Your assignment:
Each line of the material must be returned exactly.

Content starts

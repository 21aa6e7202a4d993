//! Output sinks for the two conversion passes
//!
//! The grammar is walked twice. The first walk uses a [`CountingEmitter`]
//! to size the output, the second a [`WritingEmitter`] allocated from that
//! count. Both implement [`Emitter`] so the grammar code is shared.

/// A sink for converted bytes
pub trait Emitter {
    /// Emit a single byte
    fn emit(&mut self, byte: u8);

    /// Emit a run of bytes
    fn emit_all(&mut self, bytes: &[u8]) {
        for &byte in bytes {
            self.emit(byte);
        }
    }

    /// Number of bytes emitted so far
    fn mark(&self) -> usize;

    /// Drop everything emitted after `mark`
    fn rewind(&mut self, mark: usize);
}

/// Counts bytes without storing them
#[derive(Debug, Default)]
pub struct CountingEmitter {
    count: usize,
}

impl CountingEmitter {
    /// Create a counter starting at zero
    pub fn new() -> Self {
        CountingEmitter { count: 0 }
    }

    /// Total number of bytes counted
    pub fn count(&self) -> usize {
        self.count
    }
}

impl Emitter for CountingEmitter {
    fn emit(&mut self, _byte: u8) {
        self.count += 1;
    }

    fn emit_all(&mut self, bytes: &[u8]) {
        self.count += bytes.len();
    }

    fn mark(&self) -> usize {
        self.count
    }

    fn rewind(&mut self, mark: usize) {
        self.count = mark.min(self.count);
    }
}

/// Appends bytes to an owned buffer
#[derive(Debug, Default)]
pub struct WritingEmitter {
    buf: Vec<u8>,
}

impl WritingEmitter {
    /// Create a writer whose buffer is allocated once for `capacity` bytes
    pub fn with_capacity(capacity: usize) -> Self {
        WritingEmitter {
            buf: Vec::with_capacity(capacity),
        }
    }

    /// The bytes written so far
    pub fn as_bytes(&self) -> &[u8] {
        &self.buf
    }

    /// Consume the writer and return its buffer
    pub fn into_bytes(self) -> Vec<u8> {
        self.buf
    }
}

impl Emitter for WritingEmitter {
    fn emit(&mut self, byte: u8) {
        self.buf.push(byte);
    }

    fn emit_all(&mut self, bytes: &[u8]) {
        self.buf.extend_from_slice(bytes);
    }

    fn mark(&self) -> usize {
        self.buf.len()
    }

    fn rewind(&mut self, mark: usize) {
        self.buf.truncate(mark);
    }
}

Content ends

Answer for the task:
repository 21aa6e7202a4d993
//! Output sinks for the two conversion passes
//!
//! The grammar is walked twice. The first walk uses a [`CountingEmitter`]
//! to size the output, the second a [`WritingEmitter`] allocated from that
//! count. Both implement [`Emitter`] so the grammar code is shared.

/// A sink for converted bytes
pub trait Emitter {
    /// Emit a single byte
    fn emit(&mut self, byte: u8);

    /// Emit a run of bytes
    fn emit_all(&mut self, bytes: &[u8]) {
        for &byte in bytes {
            self.emit(byte);
        }
    }

    /// Number of bytes emitted so far
    fn mark(&self) -> usize;

    /// Drop everything emitted after `mark`
    fn rewind(&mut self, mark: usize);
}

/// Counts bytes without storing them
#[derive(Debug, Default)]
pub struct CountingEmitter {
    count: usize,
}

impl CountingEmitter {
    /// Create a counter starting at zero
    pub fn new() -> Self {
        CountingEmitter { count: 0 }
    }

    /// Total number of bytes counted
    pub fn count(&self) -> usize {
        self.count
    }
}

impl Emitter for CountingEmitter {
    fn emit(&mut self, _byte: u8) {
        self.count += 1;
    }

    fn emit_all(&mut self, bytes: &[u8]) {
        self.count += bytes.len();
    }

    fn mark(&self) -> usize {
        self.count
    }

    fn rewind(&mut self, mark: usize) {
        self.count = mark.min(self.count);
    }
}

/// Appends bytes to an owned buffer
#[derive(Debug, Default)]
pub struct WritingEmitter {
    buf: Vec<u8>,
}

impl WritingEmitter {
    /// Create a writer whose buffer is allocated once for `capacity` bytes
    pub fn with_capacity(capacity: usize) -> Self {
        WritingEmitter {
            buf: Vec::with_capacity(capacity),
        }
    }

    /// The bytes written so far
    pub fn as_bytes(&self) -> &[u8] {
        &self.buf
    }

    /// Consume the writer and return its buffer
    pub fn into_bytes(self) -> Vec<u8> {
        self.buf
    }
}

impl Emitter for WritingEmitter {
    fn emit(&mut self, byte: u8) {
        self.buf.push(byte);
    }

    fn emit_all(&mut self, bytes: &[u8]) {
        self.buf.extend_from_slice(bytes);
    }

    fn mark(&self) -> usize {
        self.buf.len()
    }

    fn rewind(&mut self, mark: usize) {
        self.buf.truncate(mark);
    }
}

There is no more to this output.